3. The claimant has the following severe impairments: diabetes mellitus; osteoarthritis; depressive disorder; peripheral neuropathy; right shoulder strain with tendinitis. (20 C.F.R. §§ 404.1520(c) and 416.920(c)).

4. The claimant does not have an impairment or combination of impairments that meets or medically equals the severity of one of the listed impairments in 20 C.F.R. Part 404, Subpart P, Appendix 1 (20 C.F.R. §§ 404.1520(d), 404.1525, 404.1526, 416.920(d), 416.925 and 416.926).

5. The claimant has the residual functional capacity to perform the full range of sedentary work as defined in 20 C.F.R. §§ 404.1567(a) and 416.967(a) except lifting and carrying 10 pounds occasionally and 5 pounds frequently. The claimant could stand and walk two hours out of an eight hour workday. The individual is capable of sitting up to six hours per day. The claimant could only occasionally climb, balance, stoop, and kneel. The claimant could never crawl. The claimant could only occasionally reach overhead with the upper right extremity. The claimant is right hand dominant. The claimant should avoid constant handling and fingering bilaterally, but is capable of frequent handling and fingering. The individual should never climb ropes, ladders or scaffolds. The claimant is precluded
from highly detailed and highly complex tasks, but can understand, remember and carry out 3-4 SVP tasks.

6. The claimant is unable to perform any past relevant work (20 C.F.R. §§ 404.1565 and 416.965).

7. The claimant was born on November 24, 1959, and was 52 years old, which is defined as an individual closely approaching advanced age, on the alleged disability onset date (20 C.F.R. §§ 404.1563 and 416.963).

8. The claimant has at least a high school education and is able to communicate in English (20 C.F.R. §§ 404.1564 and 416.964).

9. The claimant has acquired work skills from past relevant work (20 C.F.R. §§ 404.1568 and 416.968).

10. Considering the claimant's age, education, work experience, and residual functional capacity, the claimant has acquired work skills from past relevant work that are transferable to other occupations with jobs existing in significant numbers in the national economy (20 C.F.R. §§ 404.1569, 404.1569(a), 416.969, and 416.969(a)).

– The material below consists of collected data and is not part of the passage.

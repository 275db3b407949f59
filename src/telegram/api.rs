//! Minimal Telegram Bot API client: `getUpdates` and `sendMessage`.

use async_trait::async_trait;
use reqwest::Client;
use serde::de::DeserializeOwned;
use serde::Deserialize;
use std::time::Duration;

use crate::error::{Error, Result};

pub const DEFAULT_API_BASE: &str = "https://api.telegram.org";

/// Timeout for a single `sendMessage` call.
pub const SEND_TIMEOUT: Duration = Duration::from_secs(15);

/// Extra time on top of the long-poll wait before `getUpdates` gives up.
pub const FETCH_MARGIN: Duration = Duration::from_secs(10);

#[derive(Deserialize, Debug, Clone, PartialEq)]
pub struct Chat {
    pub id: i64,
}

#[derive(Deserialize, Debug, Clone, PartialEq)]
pub struct IncomingMessage {
    pub chat: Chat,
    #[serde(default)]
    pub text: Option<String>,
}

/// One entry of a `getUpdates` result. Non-message updates have no `message`.
#[derive(Deserialize, Debug, Clone, PartialEq)]
pub struct Update {
    pub update_id: i64,
    #[serde(default)]
    pub message: Option<IncomingMessage>,
}

impl Update {
    pub fn chat_id(&self) -> Option<i64> {
        self.message.as_ref().map(|m| m.chat.id)
    }

    /// Message text, empty for stickers, photos and other non-text content.
    pub fn text(&self) -> &str {
        self.message
            .as_ref()
            .and_then(|m| m.text.as_deref())
            .unwrap_or("")
    }
}

#[derive(Clone, Copy, Debug, PartialEq, Eq)]
pub enum ParseMode {
    Html,
    Plain,
}

#[derive(Deserialize, Debug)]
struct ApiResponse<T> {
    ok: bool,
    result: Option<T>,
    #[serde(default)]
    description: Option<String>,
    #[serde(default)]
    error_code: Option<i64>,
}

/// The two Bot API calls the relay needs.
#[async_trait]
pub trait MessagingBackend: Send + Sync {
    /// Long-poll for updates with `update_id >= offset`.
    async fn get_updates(&self, offset: i64, timeout: Duration) -> Result<Vec<Update>>;

    async fn send_message(&self, chat_id: i64, text: &str, mode: ParseMode) -> Result<()>;
}

/// Bot API over HTTPS with form-encoded POST bodies.
pub struct TelegramApi {
    client: Client,
    base_url: String,
}

impl TelegramApi {
    pub fn new(token: &str) -> Self {
        Self::with_base_url(token, DEFAULT_API_BASE)
    }

    pub fn with_base_url(token: &str, api_base: &str) -> Self {
        Self {
            client: Client::new(),
            base_url: format!("{}/bot{}", api_base.trim_end_matches('/'), token),
        }
    }

    async fn call<T: DeserializeOwned>(
        &self,
        method: &str,
        form: &[(&str, String)],
        timeout: Duration,
    ) -> Result<T> {
        // The token is part of the URL; keep it out of error messages.
        let response = self
            .client
            .post(format!("{}/{}", self.base_url, method))
            .form(form)
            .timeout(timeout)
            .send()
            .await
            .map_err(|e| Error::Http(e.without_url()))?;

        let status = response.status();
        let body = response
            .text()
            .await
            .map_err(|e| Error::Http(e.without_url()))?;

        decode_response(method, status, &body)
    }
}

fn decode_response<T: DeserializeOwned>(
    method: &str,
    status: reqwest::StatusCode,
    body: &str,
) -> Result<T> {
    let parsed: ApiResponse<T> = match serde_json::from_str(body) {
        Ok(parsed) => parsed,
        Err(e) if status.is_success() => return Err(Error::Json(e)),
        Err(_) => {
            return Err(Error::Telegram(format!("{} failed: HTTP {}", method, status)));
        }
    };

    if !parsed.ok {
        return Err(Error::TelegramRejected {
            method: method.to_string(),
            code: parsed.error_code.unwrap_or(i64::from(status.as_u16())),
            description: parsed
                .description
                .unwrap_or_else(|| "no description".to_string()),
        });
    }

    parsed
        .result
        .ok_or_else(|| Error::Telegram(format!("{} returned no result", method)))
}

#[async_trait]
impl MessagingBackend for TelegramApi {
    async fn get_updates(&self, offset: i64, timeout: Duration) -> Result<Vec<Update>> {
        let form = [
            ("offset", offset.to_string()),
            ("timeout", timeout.as_secs().to_string()),
            ("allowed_updates", r#"["message"]"#.to_string()),
        ];
        self.call("getUpdates", &form, timeout + FETCH_MARGIN).await
    }

    async fn send_message(&self, chat_id: i64, text: &str, mode: ParseMode) -> Result<()> {
        let mut form = vec![("chat_id", chat_id.to_string()), ("text", text.to_string())];
        if mode == ParseMode::Html {
            form.push(("parse_mode", "HTML".to_string()));
        }
        let _sent: serde_json::Value = self.call("sendMessage", &form, SEND_TIMEOUT).await?;
        Ok(())
    }
}
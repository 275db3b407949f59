//! CLI commands for relaybot using clap.

use anyhow::{bail, Result};
use clap::{Parser, Subcommand};
use std::sync::Arc;

use crate::commands::{command_token, CommandRegistry};
use crate::config::{Settings, SettingsArgs};
use crate::exec::{Executor, ProcessExecutor};
use crate::providers::{QueryClient, QueryOutcome};
use crate::telegram::{self, MessagingBackend, Outbound, TelegramApi};

/// relaybot - drive a git workspace and ask Claude about it from Telegram.
#[derive(Parser)]
#[command(name = "relaybot")]
#[command(version)]
#[command(about = "Telegram relay for a git workspace", long_about = None)]
pub struct Commands {
    #[command(flatten)]
    pub settings: SettingsArgs,

    #[command(subcommand)]
    pub command: Command,
}

#[derive(Subcommand)]
pub enum Command {
    /// Poll Telegram and answer the authorized chat until interrupted
    Run,

    /// Send one message to the authorized chat
    Send {
        /// Message to send (Telegram HTML unless --plain)
        message: String,

        /// Send without HTML parsing
        #[arg(long)]
        plain: bool,
    },

    /// Ask Claude a question about the workspace and print the answer
    Ask {
        #[arg(required = true)]
        question: Vec<String>,
    },

    /// Run a fixed command locally and print its output
    Exec {
        /// Command token, e.g. /status or status
        command: String,
    },
}

impl Commands {
    /// Run the command.
    pub async fn run(&self) -> Result<()> {
        let settings = Settings::from_args(&self.settings)?;
        match &self.command {
            Command::Run => cmd_run(&settings).await,
            Command::Send { message, plain } => cmd_send(&settings, message, *plain).await,
            Command::Ask { question } => cmd_ask(&settings, &question.join(" ")).await,
            Command::Exec { command } => cmd_exec(&settings, command).await,
        }
    }
}

async fn cmd_run(settings: &Settings) -> Result<()> {
    telegram::run_daemon(settings).await?;
    Ok(())
}

async fn cmd_send(settings: &Settings, message: &str, plain: bool) -> Result<()> {
    let (token, chat_id) = settings.require_telegram()?;
    let backend: Arc<dyn MessagingBackend> = Arc::new(TelegramApi::new(token));
    let outbound = Outbound::new(backend, chat_id, settings.max_message_len);

    let delivered = if plain {
        outbound.send_plain(message).await
    } else {
        outbound.send(message).await
    };
    if !delivered {
        bail!("Message was not delivered, see the log for details");
    }
    println!("Sent to chat {}", chat_id);
    Ok(())
}

async fn cmd_ask(settings: &Settings, question: &str) -> Result<()> {
    let executor: Arc<dyn Executor> = Arc::new(ProcessExecutor::new(&settings.workspace));
    let client = QueryClient::from_settings(settings, executor);

    match client.ask(question).await {
        QueryOutcome::Answer(text) => {
            println!("{}", text);
            Ok(())
        }
        other => bail!("{}", other),
    }
}

async fn cmd_exec(settings: &Settings, command: &str) -> Result<()> {
    let executor: Arc<dyn Executor> = Arc::new(ProcessExecutor::new(&settings.workspace));
    let registry = CommandRegistry::new(
        executor,
        settings.test_command.clone(),
        settings.project_name.clone(),
    );

    let token = normalize_token(command);
    let Some(cmd) = registry.lookup(&token) else {
        bail!(
            "Unknown command {:?}; expected one of: {}",
            command,
            crate::commands::FixedCommand::ALL
                .iter()
                .map(|c| c.token())
                .collect::<Vec<_>>()
                .join(", ")
        );
    };

    println!("{}", registry.execute(cmd).await);
    Ok(())
}

/// `status`, `/status` and `/Status@bot` all name the same command.
fn normalize_token(raw: &str) -> String {
    let trimmed = raw.trim();
    let slashed = if trimmed.starts_with('/') {
        trimmed.to_string()
    } else {
        format!("/{}", trimmed)
    };
    command_token(&slashed).unwrap_or(slashed)
}
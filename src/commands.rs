//! Fixed bot commands that run locally against the workspace.

use std::sync::Arc;
use std::time::Duration;

use crate::exec::{ExecOutput, Executor, DEFAULT_TIMEOUT};
use crate::telegram::escape_html;

/// The test suite gets more room than the git commands.
pub const TESTS_TIMEOUT: Duration = Duration::from_secs(120);

pub const HELP_TOKEN: &str = "/help";

/// A registered command token.
#[derive(Clone, Copy, Debug, PartialEq, Eq)]
pub enum FixedCommand {
    Status,
    Log,
    Branch,
    Diff,
    Tests,
}

impl FixedCommand {
    pub const ALL: [FixedCommand; 5] = [
        FixedCommand::Status,
        FixedCommand::Log,
        FixedCommand::Branch,
        FixedCommand::Diff,
        FixedCommand::Tests,
    ];

    pub fn token(&self) -> &'static str {
        match self {
            FixedCommand::Status => "/status",
            FixedCommand::Log => "/git",
            FixedCommand::Branch => "/branch",
            FixedCommand::Diff => "/diff",
            FixedCommand::Tests => "/tests",
        }
    }

    pub fn title(&self) -> &'static str {
        match self {
            FixedCommand::Status => "Git Status",
            FixedCommand::Log => "Git Log",
            FixedCommand::Branch => "Branch Info",
            FixedCommand::Diff => "Git Diff",
            FixedCommand::Tests => "Test Suite",
        }
    }

    fn description(&self) -> &'static str {
        match self {
            FixedCommand::Status => "git status + branch + last commit",
            FixedCommand::Log => "last 15 commits",
            FixedCommand::Branch => "branch + divergence from origin",
            FixedCommand::Diff => "git diff --stat HEAD",
            FixedCommand::Tests => "run the test suite",
        }
    }
}

/// First whitespace-delimited token, lowercased.
///
/// Telegram appends `@BotName` to commands picked from the menu in group
/// chats; that suffix is dropped so `/status@MyBot` matches `/status`.
pub fn command_token(text: &str) -> Option<String> {
    let token = text.split_whitespace().next()?.to_lowercase();
    if token.starts_with('/') {
        if let Some((cmd, _bot)) = token.split_once('@') {
            return Some(cmd.to_string());
        }
    }
    Some(token)
}

/// Maps command tokens to local operations.
pub struct CommandRegistry {
    executor: Arc<dyn Executor>,
    test_command: Vec<String>,
    project_name: String,
}

impl CommandRegistry {
    pub fn new(
        executor: Arc<dyn Executor>,
        test_command: Vec<String>,
        project_name: impl Into<String>,
    ) -> Self {
        Self {
            executor,
            test_command,
            project_name: project_name.into(),
        }
    }

    pub fn lookup(&self, token: &str) -> Option<FixedCommand> {
        FixedCommand::ALL.into_iter().find(|c| c.token() == token)
    }

    /// Static capability listing for `/help`, in Telegram HTML.
    pub fn help_text(&self) -> String {
        let mut help = format!(
            "<b>{} Bot</b>: quick commands\n\n",
            escape_html(&self.project_name)
        );
        for cmd in FixedCommand::ALL {
            help.push_str(&format!("{:<8} - {}\n", cmd.token(), cmd.description()));
        }
        help.push_str(&format!("{:<8} - this message\n", HELP_TOKEN));
        help.push_str("\n<i>You can also just write a question and Claude will answer.</i>");
        help
    }

    /// Run a command to completion. Failures end up in the returned text.
    pub async fn execute(&self, cmd: FixedCommand) -> String {
        match cmd {
            FixedCommand::Status => self.status().await,
            FixedCommand::Log => self
                .git(&["log", "--oneline", "-15"])
                .await
                .render(),
            FixedCommand::Branch => self.branch().await,
            FixedCommand::Diff => {
                let diff = self.git(&["diff", "--stat", "HEAD"]).await;
                or_placeholder(&diff, "(no changes)")
            }
            FixedCommand::Tests => {
                let argv: Vec<&str> = self.test_command.iter().map(String::as_str).collect();
                self.executor.run(&argv, TESTS_TIMEOUT).await.render()
            }
        }
    }

    async fn git(&self, args: &[&str]) -> ExecOutput {
        let mut argv = Vec::with_capacity(args.len() + 1);
        argv.push("git");
        argv.extend_from_slice(args);
        self.executor.run(&argv, DEFAULT_TIMEOUT).await
    }

    async fn status(&self) -> String {
        let branch = self.git(&["branch", "--show-current"]).await.render();
        let last = self.git(&["log", "--oneline", "-1"]).await.render();
        let status = self.git(&["status", "--short"]).await;
        format!(
            "Branch: {}\nLast commit: {}\n\n{}",
            branch,
            last,
            or_placeholder(&status, "(working tree clean)")
        )
    }

    async fn branch(&self) -> String {
        let branch = self.git(&["branch", "--show-current"]).await;
        let Some(name) = branch.stdout().map(str::trim) else {
            return format!("Branch: {}", or_placeholder(&branch, "(detached HEAD)"));
        };

        let range = format!("origin/{}...HEAD", name);
        let counts = self
            .git(&["rev-list", "--left-right", "--count", &range])
            .await;
        let divergence = match counts.stdout().and_then(parse_divergence) {
            Some((behind, ahead)) => format!("behind {}, ahead {}", behind, ahead),
            None => counts.render(),
        };
        format!("Branch: {}\nDivergence from origin: {}", name, divergence)
    }
}

/// `placeholder` for a clean run that printed nothing, rendered output otherwise.
fn or_placeholder(output: &ExecOutput, placeholder: &str) -> String {
    match output {
        ExecOutput::Completed { success: true, .. } if output.stdout().is_none() => {
            placeholder.to_string()
        }
        other => other.render(),
    }
}

/// Parse `git rev-list --left-right --count` output: "<behind>\t<ahead>".
fn parse_divergence(raw: &str) -> Option<(u64, u64)> {
    let mut parts = raw.split_whitespace();
    let behind = parts.next()?.parse().ok()?;
    let ahead = parts.next()?.parse().ok()?;
    Some((behind, ahead))
}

11. The claimant has not been under a disability, as defined in the Social Security Act, from May 31, 2012, through the date of this decision (20 C.F.R. §§ 404.1520(g) and 416.920(g)).
AR 15-28. To render her decision regarding claimant's RFC, the ALJ stated that she considered the findings of the "State Agency medical physicians and other consultants. The opinions are weighed as statements from non-examining sources. Based on the evidence, the [ALJ] concludes the State Agency adequately considered the evidence of record and great weight is given to the opinions." AR 26. The ALJ gave the opinion of Dr. Charles Vernon, claimant's long-standing source, little weight. AR 24. The ALJ gave little or no weight to the statements made by claimant's husband, Greg Henderson, nor did the ALJ mention the letter from claimant's niece. See AR 18 & 13-29. Below, the court summarizes the evidence cited in the ALJ's decision and all other evidence on the record.

The court notes that State agency consultant Dr. Stientjes, a licensed psychologist, was actually an examining source who performed a consultative examination on claimant. AR 616. Thus, Dr. Stientjes is a nontreating source, and not a non-examining source. See infra note 5. The ALJ gave Dr. Stientjes' opinion great weight. AR 22. Also, in the government's brief, defendant argues that Dr. Stientjes be classified as a "state-agency disability examiner" and not a "state-agency expert." See Doc. 14, at 14.

Dr. Charles B. Vernon, MD

Dr. Vernon is a family practitioner at Anamosa Family Practice. AR 501-601. Dr. Vernon has been claimant's treating source since the mid-1990s. AR 43. The record contains: Dr. Vernon's treatment notes dated from March 3, 2010, to October 12, 2012 (AR 501-607 & 627-35); claimant's visit on October 15, 2012, for the purpose of reviewing disability forms (AR 623-26); "Physical Medical Source Statement" dated October 15, 2012, completed by Dr. Vernon (AR 636-39); and a "Mental Medical Source Statement" dated October 15, 2012, completed by Dr. Vernon (AR 640-45).

These are some slight factual inconsistencies in the record. Claimant testifies Dr. Vernon has been her treating doctor since mid-1990s (AR 43). On the other hand, Dr. Vernon testifies that he has been her treating doctor since the mid-1980s (AR 640). Nonetheless, it is abundantly clear from the evidence on the record that Dr. Vernon is claimant's long-time treating source.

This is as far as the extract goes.